Spodziewałam się sporego bałaganu, ale to co odkryłam przeraziło mnie. Chaos i niegospodarność to naprawdę delikatne słowa w odniesieniu do zawartości szafek; po kilka paczek i torebek tego samego produktu, wszystkie otwarte, napoczęte, upchnięte na tyłach.
W ten właśnie sposób odkryłam kilka torebek płatków żytnich, orkiszowych, owsianych..Jak je szybko wykorzystać? Najprościej zrobić ciasteczka albo..placuszki.
W lodówce w kącie smętnie czekała na swoją kolej samotna połówka cukinii. Wszystko razem połączyłam, doprawiłam i usmażyłam. Powstały rewelacyjne, organiczne placuszki pięciominutowe.
Składniki:
około 3/4 kubka płatków żytnich
1/2 sporej cukinii startej na tarce o grubych oczkach
2 jajka
1/2 kubka kremówki (można ją zastąpić śmietaną 18%)
garść pestek dyni
sól, pieprz
2-3 łyżki mąki orkiszowej
1/2 cebuli startej na tarce o grubych oczkach
olej do smażenia
Jak zrobiłam:
1. Płatki wymieszałam z cukinią, dodałam jajka i mąkę. Dolewałam śmietanę mieszając, aż całość miała konsystencję gęstej śmietany.
2. Dodałam startą cebulę, sól, pieprz i pestki dyni. Dokładnie wymieszałam.

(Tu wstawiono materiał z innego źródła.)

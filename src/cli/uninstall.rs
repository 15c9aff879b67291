//! The `uninstall` command.

use crate::config::Settings;
use crate::descriptor::{BundleDescriptor, ParsedRef, bundle_name};
use crate::manifest::ManifestStore;
use anyhow::Result;
use clap::Args;
use colored::Colorize;

/// Remove installed bundles: delete every file their manifests recorded,
/// then the manifests themselves.
#[derive(Args)]
pub struct UninstallCommand {
    /// Bundle names or descriptors to remove
    #[arg(required = true)]
    bundles: Vec<String>,
}

impl UninstallCommand {
    pub async fn execute(self, settings: Settings) -> Result<()> {
        let store = ManifestStore::new(settings.manifest_dir);
        for raw in &self.bundles {
            // Accept either a manifest name or a descriptor for the
            // same bundle.
            let name = match BundleDescriptor::parse(raw)? {
                ParsedRef::Descriptor(descriptor) => bundle_name(&descriptor.repo),
                ParsedRef::ShortName(short) => short,
            };
            let removed = store.remove(&name)?;
            println!(
                "{} {name} ({removed} file{})",
                "Removed".green().bold(),
                if removed == 1 { "" } else { "s" }
            );
        }
        Ok(())
    }
}
//! Bundle descriptor parsing and normalization.
//!
//! A *bundle* is identified by a descriptor: a repository location (URL or
//! filesystem path), an optional version pin (branch, tag or commit), and a
//! transport type (version-controlled or archive). Raw references arrive in
//! three shapes and are normalized here:
//!
//! - **Full string**: up to three `::`-separated parts, assigned by count:
//!   `repo`, `type::repo` or `type::repo::tag`. Any other part count is a
//!   [`BpmError::MalformedDescriptor`].
//! - **Record**: a manifest dependency entry with a mandatory `repo` field
//!   and optional `tag`/`type`, passed through unchanged.
//! - **Short name**: an alias with no scheme or path separator, resolved
//!   through the package index (see [`Registry`]). Index entries map
//!   directly to full descriptor strings, so resolution never recurses
//!   through a second short name.
//!
//! Two descriptors identify the *same bundle* iff their `repo` strings are
//! equal; the tag may change across installs (re-pinning) without changing
//! bundle identity or its cache location.
//!
//! # Examples
//!
//! ```rust
//! use bpm_cli::descriptor::{BundleDescriptor, BundleType, ParsedRef};
//!
//! let parsed = BundleDescriptor::parse("git::https://example.com/x.git::v1.0").unwrap();
//! let ParsedRef::Descriptor(desc) = parsed else { panic!() };
//! assert_eq!(desc.repo, "https://example.com/x.git");
//! assert_eq!(desc.tag.as_deref(), Some("v1.0"));
//! assert_eq!(desc.kind, BundleType::Vcs);
//! ```

mod registry;

pub use registry::Registry;

use crate::core::BpmError;
use anyhow::Result;
use serde::{Deserialize, Serialize};

/// Separator between the parts of a full descriptor string.
pub const PART_SEPARATOR: &str = "::";

/// Transport strategy for acquiring a bundle's source tree.
#[derive(Debug, Clone, Copy, PartialEq, Eq, Default, Serialize, Deserialize)]
#[serde(rename_all = "lowercase")]
pub enum BundleType {
    /// Version-controlled repository, cloned and synced with git.
    #[default]
    Vcs,
    /// Archive fetched (or read locally) and extracted. The `tag` field is
    /// ignored for archives.
    Archive,
}

impl BundleType {
    /// Parse a type token from a descriptor string.
    fn from_token(token: &str) -> Option<Self> {
        match token {
            "git" | "vcs" => Some(Self::Vcs),
            "archive" | "tar" | "zip" => Some(Self::Archive),
            _ => None,
        }
    }

    /// Token used when re-deriving a descriptor string.
    pub fn token(self) -> &'static str {
        match self {
            Self::Vcs => "git",
            Self::Archive => "archive",
        }
    }

    /// True for the default (VCS) type; used to skip the `type` key when
    /// serializing lock entries.
    pub fn is_default(&self) -> bool {
        *self == Self::Vcs
    }
}

/// A normalized bundle descriptor. Immutable once resolved.
#[derive(Debug, Clone, PartialEq, Eq, Serialize, Deserialize)]
pub struct BundleDescriptor {
    /// Repository URL or filesystem path.
    pub repo: String,
    /// Branch, tag or commit pin. `None` means the VCS default branch;
    /// ignored entirely for archives.
    #[serde(default, skip_serializing_if = "Option::is_none")]
    pub tag: Option<String>,
    /// Transport type, defaulting to VCS.
    #[serde(default, rename = "type", skip_serializing_if = "BundleType::is_default")]
    pub kind: BundleType,
}

/// Outcome of parsing a raw reference string.
#[derive(Debug, Clone, PartialEq, Eq)]
pub enum ParsedRef {
    /// A complete descriptor.
    Descriptor(BundleDescriptor),
    /// A short name that must be resolved through the package index.
    ShortName(String),
}

/// A dependency entry as it appears in manifests and build descriptions:
/// either a bare descriptor string or a full record.
#[derive(Debug, Clone, PartialEq, Eq, Serialize, Deserialize)]
#[serde(untagged)]
pub enum RawDependency {
    /// `"git::https://example.com/x.git::v1.0"` or a short name.
    Reference(String),
    /// `{ repo = "...", tag = "...", type = "git" }`.
    Record(BundleDescriptor),
}

impl RawDependency {
    /// The bare repo identifier used for lockfile ordering. Parses string
    /// forms when possible; short names and unparseable strings are used
    /// verbatim.
    pub fn repo_id(&self) -> String {
        match self {
            Self::Record(desc) => desc.repo.clone(),
            Self::Reference(raw) => match BundleDescriptor::parse(raw) {
                Ok(ParsedRef::Descriptor(desc)) => desc.repo,
                _ => raw.clone(),
            },
        }
    }
}

impl BundleDescriptor {
    /// Create a descriptor for a plain VCS repo with no pin.
    pub fn vcs(repo: impl Into<String>) -> Self {
        Self {
            repo: repo.into(),
            tag: None,
            kind: BundleType::Vcs,
        }
    }

    /// Parse a raw reference string into a descriptor or a short name.
    ///
    /// Splitting on `::` yields 1, 2 or 3 parts: `repo`, `type::repo`, or
    /// `type::repo::tag`. A single part with no scheme or path separator is
    /// a short name. Any other shape fails with
    /// [`BpmError::MalformedDescriptor`] carrying the raw value.
    pub fn parse(raw: &str) -> Result<ParsedRef> {
        let parts: Vec<&str> = raw.split(PART_SEPARATOR).collect();
        match parts.as_slice() {
            [repo] => {
                if is_short_name(repo) {
                    Ok(ParsedRef::ShortName((*repo).to_string()))
                } else {
                    Ok(ParsedRef::Descriptor(Self::vcs(*repo)))
                }
            }
            [kind, repo] => {
                let kind = BundleType::from_token(kind).ok_or_else(|| {
                    BpmError::MalformedDescriptor {
                        raw: raw.to_string(),
                    }
                })?;
                Ok(ParsedRef::Descriptor(Self {
                    repo: (*repo).to_string(),
                    tag: None,
                    kind,
                }))
            }
            [kind, repo, tag] => {
                let kind = BundleType::from_token(kind).ok_or_else(|| {
                    BpmError::MalformedDescriptor {
                        raw: raw.to_string(),
                    }
                })?;
                Ok(ParsedRef::Descriptor(Self {
                    repo: (*repo).to_string(),
                    tag: Some((*tag).to_string()),
                    kind,
                }))
            }
            _ => Err(BpmError::MalformedDescriptor {
                raw: raw.to_string(),
            }
            .into()),
        }
    }

    /// Parse a raw reference that must be a full descriptor (not a short
    /// name), e.g. the configured index bundle reference.
    pub fn parse_full(raw: &str) -> Result<Self> {
        match Self::parse(raw)? {
            ParsedRef::Descriptor(desc) => Ok(desc),
            ParsedRef::ShortName(_) => Err(BpmError::MalformedDescriptor {
                raw: raw.to_string(),
            }
            .into()),
        }
    }

    /// The pin to use for VCS acquisition when none was given.
    pub const DEFAULT_BRANCH: &'static str = "master";

    /// The effective tag: the explicit pin, or the VCS default branch.
    pub fn tag_or_default(&self) -> &str {
        self.tag.as_deref().unwrap_or(Self::DEFAULT_BRANCH)
    }

    /// Re-derive the N-part descriptor string this descriptor came from.
    ///
    /// One part when the type and tag are both defaulted, two parts with an
    /// explicit type, three with an explicit tag.
    pub fn to_descriptor_string(&self) -> String {
        match (&self.tag, self.kind) {
            (Some(tag), kind) => format!(
                "{}{PART_SEPARATOR}{}{PART_SEPARATOR}{tag}",
                kind.token(),
                self.repo
            ),
            (None, BundleType::Vcs) => self.repo.clone(),
            (None, kind) => format!("{}{PART_SEPARATOR}{}", kind.token(), self.repo),
        }
    }

    /// True when `repo` is a local filesystem path rather than a remote URL.
    pub fn is_local(&self) -> bool {
        !is_remote_url(&self.repo)
    }
}

/// True when the string denotes a remote location (has a URL scheme or is
/// scp-style `user@host:path`).
pub fn is_remote_url(repo: &str) -> bool {
    repo.contains("://") || (repo.contains('@') && repo.contains(':'))
}

/// A short name has no scheme separator, no path separator and no `@`:
/// nothing that could address a repository directly.
fn is_short_name(raw: &str) -> bool {
    !raw.is_empty()
        && !raw.contains("://")
        && !raw.contains('/')
        && !raw.contains('\\')
        && !raw.contains('@')
        && !raw.contains(':')
        && !raw.starts_with('.')
}

/// Derive a bundle name from its repo string: the last path segment with
/// any `.git` suffix removed. Used for manifest filenames and log output.
pub fn bundle_name(repo: &str) -> String {
    let trimmed = repo.trim_end_matches('/');
    let tail = trimmed
        .rsplit(['/', ':'])
        .next()
        .unwrap_or(trimmed)
        .trim_end_matches(".git");
    let name: String = tail
        .chars()
        .map(|c| {
            if c.is_ascii_alphanumeric() || matches!(c, '.' | '_' | '-') {
                c
            } else {
                '_'
            }
        })
        .collect();
    if name.is_empty() {
        "bundle".to_string()
    } else {
        name
    }
}

#[cfg(test)]
mod tests {
    use super::*;

    fn descriptor(raw: &str) -> BundleDescriptor {
        match BundleDescriptor::parse(raw).unwrap() {
            ParsedRef::Descriptor(d) => d,
            ParsedRef::ShortName(name) => panic!("unexpected short name: {name}"),
        }
    }

    #[test]
    fn test_parse_one_part() {
        let desc = descriptor("https://example.com/x.git");
        assert_eq!(desc.repo, "https://example.com/x.git");
        assert_eq!(desc.tag, None);
        assert_eq!(desc.kind, BundleType::Vcs);
    }

    #[test]
    fn test_parse_two_parts() {
        let desc = descriptor("archive::https://example.com/x.tar.gz");
        assert_eq!(desc.kind, BundleType::Archive);
        assert_eq!(desc.repo, "https://example.com/x.tar.gz");
    }

    #[test]
    fn test_parse_three_parts() {
        let desc = descriptor("git::https://example.com/x.git::v1.0");
        assert_eq!(desc.repo, "https://example.com/x.git");
        assert_eq!(desc.tag.as_deref(), Some("v1.0"));
        assert_eq!(desc.kind, BundleType::Vcs);
    }

    #[test]
    fn test_parse_four_parts_is_malformed() {
        let err = BundleDescriptor::parse("git::https://a::v1::extra").unwrap_err();
        let msg = err.to_string();
        assert!(msg.contains("git::https://a::v1::extra"), "got: {msg}");
    }

    #[test]
    fn test_parse_unknown_type_is_malformed() {
        assert!(BundleDescriptor::parse("svn::https://example.com/x").is_err());
    }

    #[test]
    fn test_short_name_detection() {
        assert_eq!(
            BundleDescriptor::parse("zlib").unwrap(),
            ParsedRef::ShortName("zlib".to_string())
        );
        // Anything path-like or remote-like is a repo, not a short name.
        assert!(matches!(
            BundleDescriptor::parse("./local/dir").unwrap(),
            ParsedRef::Descriptor(_)
        ));
        assert!(matches!(
            BundleDescriptor::parse("git@github.com:user/repo.git").unwrap(),
            ParsedRef::Descriptor(_)
        ));
    }

    #[test]
    fn test_descriptor_string_round_trip() {
        for raw in [
            "https://example.com/x.git",
            "archive::https://example.com/x.tar.gz",
            "git::https://example.com/x.git::v1.0",
            "archive::https://example.com/x.zip::ignored",
        ] {
            assert_eq!(descriptor(raw).to_descriptor_string(), raw);
        }
    }

    #[test]
    fn test_tag_default() {
        let desc = descriptor("https://example.com/x.git");
        assert_eq!(desc.tag_or_default(), "master");
        let pinned = descriptor("git::https://example.com/x.git::v2");
        assert_eq!(pinned.tag_or_default(), "v2");
    }

    #[test]
    fn test_raw_dependency_repo_id() {
        let by_string = RawDependency::Reference("git::https://a.git::v1".to_string());
        assert_eq!(by_string.repo_id(), "https://a.git");
        let by_record = RawDependency::Record(BundleDescriptor::vcs("https://b.git"));
        assert_eq!(by_record.repo_id(), "https://b.git");
        let short = RawDependency::Reference("zlib".to_string());
        assert_eq!(short.repo_id(), "zlib");
    }

    #[test]
    fn test_bundle_name_from_repo() {
        assert_eq!(bundle_name("https://example.com/proj/x.git"), "x");
        assert_eq!(bundle_name("git@github.com:user/repo.git"), "repo");
        assert_eq!(bundle_name("/home/dev/mylib/"), "mylib");
    }

    #[test]
    fn test_is_local() {
        assert!(BundleDescriptor::vcs("/home/dev/mylib").is_local());
        assert!(!BundleDescriptor::vcs("https://example.com/x.git").is_local());
        assert!(!BundleDescriptor::vcs("git@github.com:u/r.git").is_local());
    }

    #[test]
    fn test_record_dependency_deserialization() {
        let dep: RawDependency =
            toml::from_str::<std::collections::HashMap<String, RawDependency>>(
                "a = { repo = \"https://x.git\", tag = \"v1\" }",
            )
            .unwrap()
            .remove("a")
            .unwrap();
        match dep {
            RawDependency::Record(desc) => {
                assert_eq!(desc.repo, "https://x.git");
                assert_eq!(desc.tag.as_deref(), Some("v1"));
            }
            RawDependency::Reference(_) => panic!("expected record form"),
        }
    }
}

3. Na patelni rozgrzałam olej aż był bardzo gorący. Łyżką nakładałam porcje ciasta, formowałam placki, a wierzch jeszcze posypywałam pestkami dyni. Smażyłam aż były mocno złociste z jednej strony i dopiero wtedy ostrożnie przewracałam na drugą stronę.
Placki są dobre z jogurtem greckim, tzatzikami, czy też jako dodatek do mięsa i sałaty.
Jestem zdeklarowaną wielbicielką placków, każdego rodzaju, a te uważam za wyjątkowo udane. Wchodzą do mojej kuchni na stałe.